#### Exercise prompt
From the line containing "filename src/engine_state/telemetry.rs" down to the line containing "title, or an" in the records below, reproduce every line exactly, ends included, and omit all others.

#### Data excerpts
○ ○ ○

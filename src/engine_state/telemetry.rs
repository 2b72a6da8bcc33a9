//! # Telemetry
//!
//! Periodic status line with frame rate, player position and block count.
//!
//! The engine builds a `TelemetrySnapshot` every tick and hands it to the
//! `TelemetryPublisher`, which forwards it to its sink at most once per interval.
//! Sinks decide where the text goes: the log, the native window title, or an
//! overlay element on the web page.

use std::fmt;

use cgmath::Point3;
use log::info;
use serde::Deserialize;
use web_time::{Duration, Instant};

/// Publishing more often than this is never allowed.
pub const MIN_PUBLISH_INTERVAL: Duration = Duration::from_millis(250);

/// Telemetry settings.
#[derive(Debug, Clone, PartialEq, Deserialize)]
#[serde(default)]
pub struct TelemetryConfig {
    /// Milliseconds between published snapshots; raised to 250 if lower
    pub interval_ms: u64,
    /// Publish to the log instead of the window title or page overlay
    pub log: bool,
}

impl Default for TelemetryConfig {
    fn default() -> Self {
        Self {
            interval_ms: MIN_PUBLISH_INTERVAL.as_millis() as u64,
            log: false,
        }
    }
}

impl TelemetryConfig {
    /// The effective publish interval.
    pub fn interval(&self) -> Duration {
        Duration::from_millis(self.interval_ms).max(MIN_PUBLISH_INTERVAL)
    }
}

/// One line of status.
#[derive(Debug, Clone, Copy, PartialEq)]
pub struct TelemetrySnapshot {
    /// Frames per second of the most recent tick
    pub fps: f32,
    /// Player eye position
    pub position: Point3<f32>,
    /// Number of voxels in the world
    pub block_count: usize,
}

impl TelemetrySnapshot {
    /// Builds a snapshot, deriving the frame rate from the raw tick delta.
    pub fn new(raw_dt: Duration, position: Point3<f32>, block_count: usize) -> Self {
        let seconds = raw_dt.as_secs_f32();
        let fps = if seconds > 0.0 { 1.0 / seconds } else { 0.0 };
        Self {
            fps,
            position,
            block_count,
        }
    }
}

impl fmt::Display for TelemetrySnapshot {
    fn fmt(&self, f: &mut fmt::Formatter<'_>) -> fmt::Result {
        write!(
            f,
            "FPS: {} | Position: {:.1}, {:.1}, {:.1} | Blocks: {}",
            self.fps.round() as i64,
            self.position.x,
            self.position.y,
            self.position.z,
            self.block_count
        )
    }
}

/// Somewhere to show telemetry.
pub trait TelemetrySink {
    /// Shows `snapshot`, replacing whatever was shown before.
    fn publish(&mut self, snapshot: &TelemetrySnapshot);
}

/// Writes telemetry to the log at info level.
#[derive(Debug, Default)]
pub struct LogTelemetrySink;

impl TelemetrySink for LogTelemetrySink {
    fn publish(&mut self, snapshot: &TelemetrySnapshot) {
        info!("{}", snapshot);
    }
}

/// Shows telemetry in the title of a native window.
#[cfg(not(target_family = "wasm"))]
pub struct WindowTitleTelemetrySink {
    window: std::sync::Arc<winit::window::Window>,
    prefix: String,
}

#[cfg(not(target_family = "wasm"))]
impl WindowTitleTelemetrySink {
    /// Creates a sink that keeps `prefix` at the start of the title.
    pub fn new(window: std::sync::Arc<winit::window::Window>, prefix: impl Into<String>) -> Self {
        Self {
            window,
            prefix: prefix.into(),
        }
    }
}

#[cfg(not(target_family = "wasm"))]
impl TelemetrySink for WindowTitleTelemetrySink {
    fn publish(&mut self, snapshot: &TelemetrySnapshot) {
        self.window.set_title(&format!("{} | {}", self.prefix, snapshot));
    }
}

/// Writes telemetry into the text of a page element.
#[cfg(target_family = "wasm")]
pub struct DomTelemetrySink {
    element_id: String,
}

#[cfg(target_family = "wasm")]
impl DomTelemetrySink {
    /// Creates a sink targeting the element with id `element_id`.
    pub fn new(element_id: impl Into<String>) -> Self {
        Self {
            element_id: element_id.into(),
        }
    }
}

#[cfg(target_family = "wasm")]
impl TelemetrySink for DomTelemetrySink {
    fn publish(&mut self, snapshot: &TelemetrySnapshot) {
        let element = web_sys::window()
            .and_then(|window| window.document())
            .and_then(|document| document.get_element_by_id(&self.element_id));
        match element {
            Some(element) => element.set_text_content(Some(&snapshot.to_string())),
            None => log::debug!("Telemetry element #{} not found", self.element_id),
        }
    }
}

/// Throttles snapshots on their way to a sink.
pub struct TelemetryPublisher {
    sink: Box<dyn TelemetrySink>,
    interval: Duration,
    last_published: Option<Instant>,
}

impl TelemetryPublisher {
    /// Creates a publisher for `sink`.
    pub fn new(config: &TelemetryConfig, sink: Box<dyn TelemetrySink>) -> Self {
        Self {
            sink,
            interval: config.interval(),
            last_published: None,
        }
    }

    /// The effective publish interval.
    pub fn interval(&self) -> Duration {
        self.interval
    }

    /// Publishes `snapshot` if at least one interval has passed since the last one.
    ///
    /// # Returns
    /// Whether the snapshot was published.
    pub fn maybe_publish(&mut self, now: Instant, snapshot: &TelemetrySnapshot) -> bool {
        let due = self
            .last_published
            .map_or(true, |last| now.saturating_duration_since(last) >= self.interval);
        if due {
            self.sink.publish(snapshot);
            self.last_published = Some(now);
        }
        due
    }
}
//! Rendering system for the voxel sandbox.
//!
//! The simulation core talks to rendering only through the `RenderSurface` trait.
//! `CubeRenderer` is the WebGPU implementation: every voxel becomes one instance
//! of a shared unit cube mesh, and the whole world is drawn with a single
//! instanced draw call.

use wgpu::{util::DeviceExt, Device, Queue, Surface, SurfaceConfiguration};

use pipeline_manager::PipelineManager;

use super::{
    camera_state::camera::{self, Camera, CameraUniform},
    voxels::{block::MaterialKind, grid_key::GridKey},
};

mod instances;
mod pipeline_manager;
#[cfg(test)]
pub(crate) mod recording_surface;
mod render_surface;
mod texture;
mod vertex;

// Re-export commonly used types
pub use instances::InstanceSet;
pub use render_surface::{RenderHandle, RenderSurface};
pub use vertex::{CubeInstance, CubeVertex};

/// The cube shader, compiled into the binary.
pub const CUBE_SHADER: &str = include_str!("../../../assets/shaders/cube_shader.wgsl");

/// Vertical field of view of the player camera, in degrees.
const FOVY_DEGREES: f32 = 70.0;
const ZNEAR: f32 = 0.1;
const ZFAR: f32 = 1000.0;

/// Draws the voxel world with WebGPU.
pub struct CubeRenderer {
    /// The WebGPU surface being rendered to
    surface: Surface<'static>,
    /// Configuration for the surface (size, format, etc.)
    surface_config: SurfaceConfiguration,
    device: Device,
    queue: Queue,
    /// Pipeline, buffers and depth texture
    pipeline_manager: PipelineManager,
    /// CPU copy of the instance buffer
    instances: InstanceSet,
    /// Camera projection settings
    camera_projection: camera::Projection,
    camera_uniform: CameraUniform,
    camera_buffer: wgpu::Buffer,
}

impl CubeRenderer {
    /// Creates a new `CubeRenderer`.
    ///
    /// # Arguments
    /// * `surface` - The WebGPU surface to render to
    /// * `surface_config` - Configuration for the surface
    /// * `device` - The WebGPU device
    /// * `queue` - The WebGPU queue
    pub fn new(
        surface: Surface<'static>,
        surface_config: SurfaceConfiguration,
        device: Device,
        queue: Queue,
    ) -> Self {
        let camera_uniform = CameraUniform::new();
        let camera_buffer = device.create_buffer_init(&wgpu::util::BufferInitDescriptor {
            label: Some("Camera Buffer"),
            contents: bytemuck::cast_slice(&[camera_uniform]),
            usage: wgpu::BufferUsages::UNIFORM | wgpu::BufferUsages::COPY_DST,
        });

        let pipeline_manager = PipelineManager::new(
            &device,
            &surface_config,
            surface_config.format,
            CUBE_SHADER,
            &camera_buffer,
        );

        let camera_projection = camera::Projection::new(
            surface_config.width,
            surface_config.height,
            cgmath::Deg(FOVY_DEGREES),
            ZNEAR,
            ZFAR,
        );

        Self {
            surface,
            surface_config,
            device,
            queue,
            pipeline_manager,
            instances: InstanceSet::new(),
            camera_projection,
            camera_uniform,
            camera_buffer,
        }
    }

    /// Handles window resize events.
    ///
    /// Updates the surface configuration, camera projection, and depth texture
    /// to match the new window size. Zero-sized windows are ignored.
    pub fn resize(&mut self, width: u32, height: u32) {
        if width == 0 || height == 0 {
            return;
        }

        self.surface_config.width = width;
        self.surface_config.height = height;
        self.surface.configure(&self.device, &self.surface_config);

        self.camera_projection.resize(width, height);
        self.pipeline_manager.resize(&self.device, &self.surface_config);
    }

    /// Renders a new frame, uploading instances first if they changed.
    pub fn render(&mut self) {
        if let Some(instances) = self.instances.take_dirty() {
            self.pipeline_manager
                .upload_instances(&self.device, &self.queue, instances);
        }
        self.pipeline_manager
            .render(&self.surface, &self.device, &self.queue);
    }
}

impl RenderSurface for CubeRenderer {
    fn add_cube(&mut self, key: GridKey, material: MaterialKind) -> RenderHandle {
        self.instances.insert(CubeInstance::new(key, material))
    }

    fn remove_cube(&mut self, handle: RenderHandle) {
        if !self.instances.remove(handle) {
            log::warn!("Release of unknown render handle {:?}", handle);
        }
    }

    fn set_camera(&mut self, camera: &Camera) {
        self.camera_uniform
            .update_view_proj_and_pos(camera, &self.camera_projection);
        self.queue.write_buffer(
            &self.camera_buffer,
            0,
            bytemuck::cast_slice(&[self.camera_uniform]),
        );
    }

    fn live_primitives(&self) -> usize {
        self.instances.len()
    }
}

○ ○ ○

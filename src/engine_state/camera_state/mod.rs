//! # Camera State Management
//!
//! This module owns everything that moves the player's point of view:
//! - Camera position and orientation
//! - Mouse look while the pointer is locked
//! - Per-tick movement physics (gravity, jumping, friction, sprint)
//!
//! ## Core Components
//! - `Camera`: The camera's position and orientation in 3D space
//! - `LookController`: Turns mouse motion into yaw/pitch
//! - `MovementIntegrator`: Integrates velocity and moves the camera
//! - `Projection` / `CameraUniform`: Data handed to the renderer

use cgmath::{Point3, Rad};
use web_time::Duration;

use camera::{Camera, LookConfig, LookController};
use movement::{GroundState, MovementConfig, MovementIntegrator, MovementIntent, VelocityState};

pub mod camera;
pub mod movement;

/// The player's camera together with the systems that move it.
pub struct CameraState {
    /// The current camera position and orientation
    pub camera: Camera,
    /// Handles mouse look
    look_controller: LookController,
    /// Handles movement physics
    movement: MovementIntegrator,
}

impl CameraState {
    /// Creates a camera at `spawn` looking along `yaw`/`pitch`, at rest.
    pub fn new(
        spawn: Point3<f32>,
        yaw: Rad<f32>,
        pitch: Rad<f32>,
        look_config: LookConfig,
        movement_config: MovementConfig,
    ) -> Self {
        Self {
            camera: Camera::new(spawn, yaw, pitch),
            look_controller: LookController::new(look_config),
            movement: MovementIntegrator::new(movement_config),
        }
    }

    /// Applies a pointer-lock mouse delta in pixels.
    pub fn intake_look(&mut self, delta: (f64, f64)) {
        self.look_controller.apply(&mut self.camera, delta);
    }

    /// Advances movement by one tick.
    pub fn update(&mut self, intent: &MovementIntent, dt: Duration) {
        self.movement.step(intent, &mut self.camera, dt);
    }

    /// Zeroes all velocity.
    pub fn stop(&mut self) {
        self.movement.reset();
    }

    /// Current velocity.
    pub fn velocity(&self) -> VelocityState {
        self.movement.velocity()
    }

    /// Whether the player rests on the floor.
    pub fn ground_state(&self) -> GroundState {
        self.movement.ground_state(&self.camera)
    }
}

○ ○ ○

#### Solved problem
filename src/engine_state/telemetry.rs
repository 2b72a6da8bcc33a9
//! # Telemetry
//!
//! Periodic status line with frame rate, player position and block count.
//!
//! The engine builds a `TelemetrySnapshot` every tick and hands it to the
//! `TelemetryPublisher`, which forwards it to its sink at most once per interval.
//! Sinks decide where the text goes: the log, the native window title, or an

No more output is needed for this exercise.